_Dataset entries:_
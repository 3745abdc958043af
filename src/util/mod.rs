// Copyright (c) 2025, Jason Jenkins
// SPDX-License-Identifier: BSD-3-Clause

//! Utility functions for time values, file paths and caller-side snapping.

pub mod path;
pub mod snap;
pub mod time;
// Copyright (c) 2025, Jason Jenkins
// SPDX-License-Identifier: BSD-3-Clause

//! Snapping a dragged boundary to an external reference point.
//!
//! Interactive callers use these helpers to resolve a proposed boundary
//! against something outside the segment collection (usually the playhead)
//! before handing the result to the segment model. The segment model itself
//! only enforces neighbor and minimum-length constraints.

use crate::MIN_SEGMENT_MS;

/// Screen distance, in pixels, within which a boundary snaps.
pub const SNAP_PIXELS: f64 = 10.0;

/// A reference point and the distance within which boundaries snap to it.
#[derive(Debug, Clone, Copy, PartialEq, Eq)]
pub struct SnapTarget {
    pub reference_ms: i64,
    pub threshold_ms: i64,
}

impl SnapTarget {
    pub fn new(reference_ms: i64, threshold_ms: i64) -> Self {
        Self {
            reference_ms,
            threshold_ms,
        }
    }
}

/// Snap threshold for a timeline drawn at `pixels_per_second`, never below
/// the minimum segment length.
pub fn snap_threshold_ms(pixels_per_second: f64) -> i64 {
    if pixels_per_second <= 0.0 {
        return MIN_SEGMENT_MS;
    }
    let ms = (SNAP_PIXELS / pixels_per_second * 1000.0).round() as i64;
    ms.max(MIN_SEGMENT_MS)
}

/// Replace `proposed_ms` with the reference when it lies within threshold.
pub fn snap_to_reference(proposed_ms: i64, target: SnapTarget) -> i64 {
    if proposed_ms.saturating_sub(target.reference_ms).saturating_abs() <= target.threshold_ms {
        target.reference_ms
    } else {
        proposed_ms
    }
}

/// Resolve the start of a moved segment of `length_ms` so that whichever edge
/// is nearer the reference lands on it. The start edge wins ties.
pub fn snap_move_start(proposed_start_ms: i64, length_ms: i64, target: SnapTarget) -> i64 {
    let start_diff = proposed_start_ms
        .saturating_sub(target.reference_ms)
        .saturating_abs();
    let end_diff = proposed_start_ms
        .saturating_add(length_ms)
        .saturating_sub(target.reference_ms)
        .saturating_abs();
    if start_diff.min(end_diff) > target.threshold_ms {
        return proposed_start_ms;
    }
    if start_diff <= end_diff {
        target.reference_ms
    } else {
        target.reference_ms.saturating_sub(length_ms)
    }
}
// Copyright (c) 2025, Jason Jenkins
// SPDX-License-Identifier: BSD-3-Clause

//! Millisecond helpers.
//!
//! This module provides clamping for timeline positions and the
//! `MM:SS.d` rendering used by listings and the tabular export.

/// Clamp `value` into `[min, max]`.
///
/// Callers guarantee `min <= max`; the neighbor checks in the segment model
/// reject empty ranges before clamping.
pub fn clamp_ms(value: i64, min: i64, max: i64) -> i64 {
    value.min(max).max(min)
}

/// Format milliseconds as `MM:SS.d`, rounded half-up to the nearest tenth of
/// a second. Negative input renders as zero.
pub fn format_ms(ms: i64) -> String {
    let tenths = ms.max(0).saturating_add(50) / 100;
    let minutes = tenths / 600;
    let rem = tenths % 600;
    format!("{:02}:{:02}.{}", minutes, rem / 10, rem % 10)
}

_Task statement:_ Give only the number of lines in the records that include the word "tenths".

_Task output:_ 3